PROBLEM –
Given the records below, would you repeat exactly the lines that begin at the one containing "use payloads::responses;" and end at the one containing "pub use use_require_auth::use_require_auth;", inclusive?

DATASET –
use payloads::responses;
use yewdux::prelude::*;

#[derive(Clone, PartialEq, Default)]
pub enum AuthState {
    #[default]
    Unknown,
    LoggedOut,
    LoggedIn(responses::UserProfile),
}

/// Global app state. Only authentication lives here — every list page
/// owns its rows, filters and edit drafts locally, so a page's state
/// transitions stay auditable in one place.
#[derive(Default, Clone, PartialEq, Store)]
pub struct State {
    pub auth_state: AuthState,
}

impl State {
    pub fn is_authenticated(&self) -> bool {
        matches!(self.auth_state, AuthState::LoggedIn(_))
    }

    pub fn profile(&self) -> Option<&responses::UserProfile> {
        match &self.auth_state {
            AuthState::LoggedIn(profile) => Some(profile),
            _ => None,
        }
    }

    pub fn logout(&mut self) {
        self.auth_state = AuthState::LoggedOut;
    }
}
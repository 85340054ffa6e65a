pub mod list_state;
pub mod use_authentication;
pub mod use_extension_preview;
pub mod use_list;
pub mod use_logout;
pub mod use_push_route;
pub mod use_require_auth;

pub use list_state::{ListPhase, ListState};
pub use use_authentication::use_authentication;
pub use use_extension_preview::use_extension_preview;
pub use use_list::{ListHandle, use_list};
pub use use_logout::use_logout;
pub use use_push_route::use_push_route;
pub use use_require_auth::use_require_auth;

==

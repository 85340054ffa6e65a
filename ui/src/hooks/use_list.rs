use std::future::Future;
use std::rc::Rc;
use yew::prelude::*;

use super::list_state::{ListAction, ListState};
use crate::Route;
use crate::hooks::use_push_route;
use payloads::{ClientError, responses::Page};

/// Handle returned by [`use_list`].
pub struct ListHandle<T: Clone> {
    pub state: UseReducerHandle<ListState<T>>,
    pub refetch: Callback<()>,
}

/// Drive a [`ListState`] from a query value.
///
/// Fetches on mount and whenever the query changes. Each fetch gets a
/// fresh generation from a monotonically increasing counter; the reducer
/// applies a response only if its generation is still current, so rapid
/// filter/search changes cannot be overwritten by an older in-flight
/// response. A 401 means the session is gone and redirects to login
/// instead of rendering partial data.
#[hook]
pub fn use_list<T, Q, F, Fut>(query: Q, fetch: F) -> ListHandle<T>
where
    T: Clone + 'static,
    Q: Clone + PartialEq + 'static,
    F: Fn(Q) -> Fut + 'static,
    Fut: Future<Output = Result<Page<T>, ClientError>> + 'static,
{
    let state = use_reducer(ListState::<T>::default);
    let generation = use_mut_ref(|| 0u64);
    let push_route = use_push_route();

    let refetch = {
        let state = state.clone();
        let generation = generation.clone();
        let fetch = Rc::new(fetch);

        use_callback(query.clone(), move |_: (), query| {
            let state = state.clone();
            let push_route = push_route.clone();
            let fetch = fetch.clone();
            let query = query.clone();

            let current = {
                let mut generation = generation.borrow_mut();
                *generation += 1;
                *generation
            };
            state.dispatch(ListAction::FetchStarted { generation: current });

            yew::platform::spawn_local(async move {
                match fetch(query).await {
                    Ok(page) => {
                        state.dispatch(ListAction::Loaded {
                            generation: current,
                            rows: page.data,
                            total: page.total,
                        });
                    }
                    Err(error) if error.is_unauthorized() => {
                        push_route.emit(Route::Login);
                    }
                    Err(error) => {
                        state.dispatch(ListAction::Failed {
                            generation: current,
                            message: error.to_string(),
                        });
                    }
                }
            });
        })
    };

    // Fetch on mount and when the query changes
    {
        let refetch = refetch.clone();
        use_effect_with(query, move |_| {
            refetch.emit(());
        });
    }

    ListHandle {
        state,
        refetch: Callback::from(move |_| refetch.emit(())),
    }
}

ANSWER TO THIS EXERCISE –
use payloads::responses;
use yewdux::prelude::*;

#[derive(Clone, PartialEq, Default)]
pub enum AuthState {
    #[default]
    Unknown,
    LoggedOut,
    LoggedIn(responses::UserProfile),
}

/// Global app state. Only authentication lives here — every list page
/// owns its rows, filters and edit drafts locally, so a page's state
/// transitions stay auditable in one place.
#[derive(Default, Clone, PartialEq, Store)]
pub struct State {
    pub auth_state: AuthState,
}

impl State {
    pub fn is_authenticated(&self) -> bool {
        matches!(self.auth_state, AuthState::LoggedIn(_))
    }

    pub fn profile(&self) -> Option<&responses::UserProfile> {
        match &self.auth_state {
            AuthState::LoggedIn(profile) => Some(profile),
            _ => None,
        }
    }

    pub fn logout(&mut self) {
        self.auth_state = AuthState::LoggedOut;
    }
}
repository 85340054ffa6e65a
pub mod list_state;
pub mod use_authentication;
pub mod use_extension_preview;
pub mod use_list;
pub mod use_logout;
pub mod use_push_route;
pub mod use_require_auth;

pub use list_state::{ListPhase, ListState};
pub use use_authentication::use_authentication;
pub use use_extension_preview::use_extension_preview;
pub use use_list::{ListHandle, use_list};
pub use use_logout::use_logout;
pub use use_push_route::use_push_route;
pub use use_require_auth::use_require_auth;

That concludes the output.